Unlike Irish Catholics, who if dissatisfied with their faith tend to drift away or noisily leave but go nowhere else, Americans are famous for shopping around for churches. One US commentator, Rod Dreher of the American Conservative, was raised as an evangelical, converted to Catholicism and now is a member of an Orthodox church. He is not atypical.

If Gorsuch were uncomfortable with his church’s stances, there would be lots of places where he could go, which tends to confirm he is not the hard-right bogeyman some liberals are painting him as.

However, the most important points about Gorsuch, if he is appointed (and I think he will be), are that he will honour the law, and that he is disciplined and clear-thinking.

This is in stark contrast to the president who nominated him, and the contrast will only become more pronounced.

Dangerous populism

Trump seems to suffer from a severe lack of impulse control. His executive order on immigration and refugees was ill-thought- out, profoundly unjust and created chaos. It is not, as has been presented, a blanket ban on Muslims because if it were then Saudi Arabia would surely be on the list.

But Trump’s actions do represent a dangerous populism, which sadly, seems to be working for him, as almost half of Americans polled support the travel ban.

Perhaps this temporary stay on immigration may cause American Catholics to think again. As St John Paul said 20 years ago of illegal migrants, welcoming them and showing them solidarity constitutes “a duty of hospitality and fidelity to Christian identity itself”. John Paul was not endorsing open borders, simply respect for and solidarity with the stranger, a key Christian value.

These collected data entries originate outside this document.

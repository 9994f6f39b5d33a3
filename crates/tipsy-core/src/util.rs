//! Shared utility functions: ids, time formatting, greetings and text helpers.

use std::collections::HashSet;

use chrono::{DateTime, Datelike, Local, TimeZone, Timelike, Utc};
use uuid::Uuid;

use crate::models::DiaryEntry;

/// Generate a new entry id.
///
/// UUID v7 strings carry a millisecond timestamp prefix followed by random
/// bits, so ids sort roughly by creation time when eyeballing logs. Nothing
/// relies on that ordering.
pub fn generate_id() -> String {
    Uuid::now_v7().to_string()
}

/// Current Unix timestamp in milliseconds.
pub fn now_millis() -> i64 {
    Utc::now().timestamp_millis()
}

/// Format a Unix ms timestamp as `MM.DD` in local time.
pub fn format_date(timestamp_ms: i64) -> String {
    format_date_in(timestamp_ms, &Local)
}

/// Format a Unix ms timestamp as `HH:mm` in local time.
pub fn format_time(timestamp_ms: i64) -> String {
    format_time_in(timestamp_ms, &Local)
}

/// Format a Unix ms timestamp as `MM.DD` in the given timezone.
pub fn format_date_in<Tz: TimeZone>(timestamp_ms: i64, tz: &Tz) -> String {
    tz.timestamp_millis_opt(timestamp_ms)
        .single()
        .map_or_else(
            || "--.--".to_string(),
            |at| format!("{:02}.{:02}", at.month(), at.day()),
        )
}

/// Format a Unix ms timestamp as `HH:mm` in the given timezone.
pub fn format_time_in<Tz: TimeZone>(timestamp_ms: i64, tz: &Tz) -> String {
    tz.timestamp_millis_opt(timestamp_ms)
        .single()
        .map_or_else(
            || "--:--".to_string(),
            |at| format!("{:02}:{:02}", at.hour(), at.minute()),
        )
}

/// Render a Unix ms timestamp as an RFC 3339 UTC string.
pub fn iso_date(timestamp_ms: i64) -> String {
    Utc.timestamp_millis_opt(timestamp_ms)
        .single()
        .unwrap_or_default()
        .to_rfc3339_opts(chrono::SecondsFormat::Millis, true)
}

/// Parse an RFC 3339 date into Unix ms.
pub fn parse_iso_date(value: &str) -> Option<i64> {
    DateTime::parse_from_rfc3339(value.trim())
        .ok()
        .map(|at| at.timestamp_millis())
}

/// Two-line greeting shown on the home screen.
#[derive(Debug, Clone, Copy, PartialEq, Eq)]
pub struct Greeting {
    pub line1: &'static str,
    pub line2: &'static str,
}

pub const MORNING_GREETING: Greeting = Greeting {
    line1: "Good morning,",
    line2: "Ready for a drink?",
};
pub const MIDDAY_GREETING: Greeting = Greeting {
    line1: "Lunchtime,",
    line2: "Fancy a little sip?",
};
pub const AFTERNOON_GREETING: Greeting = Greeting {
    line1: "Good afternoon,",
    line2: "Something to drink?",
};
pub const EVENING_GREETING: Greeting = Greeting {
    line1: "Evening is here,",
    line2: "Time for a glass.",
};
pub const LATE_NIGHT_GREETING: Greeting = Greeting {
    line1: "It's late,",
    line2: "One more round?",
};

/// Pick the greeting for a local hour.
///
/// Ranges are `[6, 11)`, `[11, 14)`, `[14, 18)`, `[18, 22)`; every other
/// value, including out-of-range input, is late night.
pub const fn greeting_for_hour(hour: u32) -> Greeting {
    match hour {
        6..=10 => MORNING_GREETING,
        11..=13 => MIDDAY_GREETING,
        14..=17 => AFTERNOON_GREETING,
        18..=21 => EVENING_GREETING,
        _ => LATE_NIGHT_GREETING,
    }
}

/// Greeting for the wall-clock hour of `now`.
pub fn greeting<Tz: TimeZone>(now: &DateTime<Tz>) -> Greeting {
    greeting_for_hour(now.hour())
}

/// Count distinct calendar days in `now`'s month that have at least one entry.
///
/// Days are calendar dates in `now`'s timezone, not 24h buckets.
pub fn calculate_month_days<Tz: TimeZone>(entries: &[DiaryEntry], now: &DateTime<Tz>) -> usize {
    let tz = now.timezone();
    entries
        .iter()
        .filter_map(|entry| tz.timestamp_millis_opt(entry.create_time).single())
        .filter(|at| at.year() == now.year() && at.month() == now.month())
        .map(|at| at.day())
        .collect::<HashSet<_>>()
        .len()
}

/// Normalize optional text by trimming whitespace and removing empties.
///
/// Returns `None` when the input is `None` or the trimmed value is empty.
pub fn normalize_text_option(value: Option<String>) -> Option<String> {
    let value = value?;
    let value = value.trim();
    if value.is_empty() {
        None
    } else {
        Some(value.to_string())
    }
}

/// Check if a string starts with `http://` or `https://`.
pub fn is_http_url(value: &str) -> bool {
    value.starts_with("http://") || value.starts_with("https://")
}

/// Truncate text to at most 180 characters for error messages.
pub fn compact_text(value: &str) -> String {
    value.trim().chars().take(180).collect()
}

/// Reduce free text to a lowercase `[a-z0-9-]` token usable in object keys.
pub fn sanitize_token(input: &str) -> String {
    let mut out = String::with_capacity(input.len());
    let mut last_dash = false;

    for ch in input.chars().flat_map(char::to_lowercase) {
        if ch.is_ascii_alphanumeric() {
            out.push(ch);
            last_dash = false;
        } else if !last_dash {
            out.push('-');
            last_dash = true;
        }
    }

    out.trim_matches('-').to_string()
}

Catholics may share common ground with Trump on his newly discovered respect for human life in the womb, but he is about as far from the Christian message as it is possible to get on other issues.

It is possible to approve of some aspects of someone’s policies while rigorously criticising views that are unjust or inequitable. That is why neither uncritical adulation nor knee-jerk condemnation qualifies as an intelligent approach to an unpredictable, impulsive master of populism.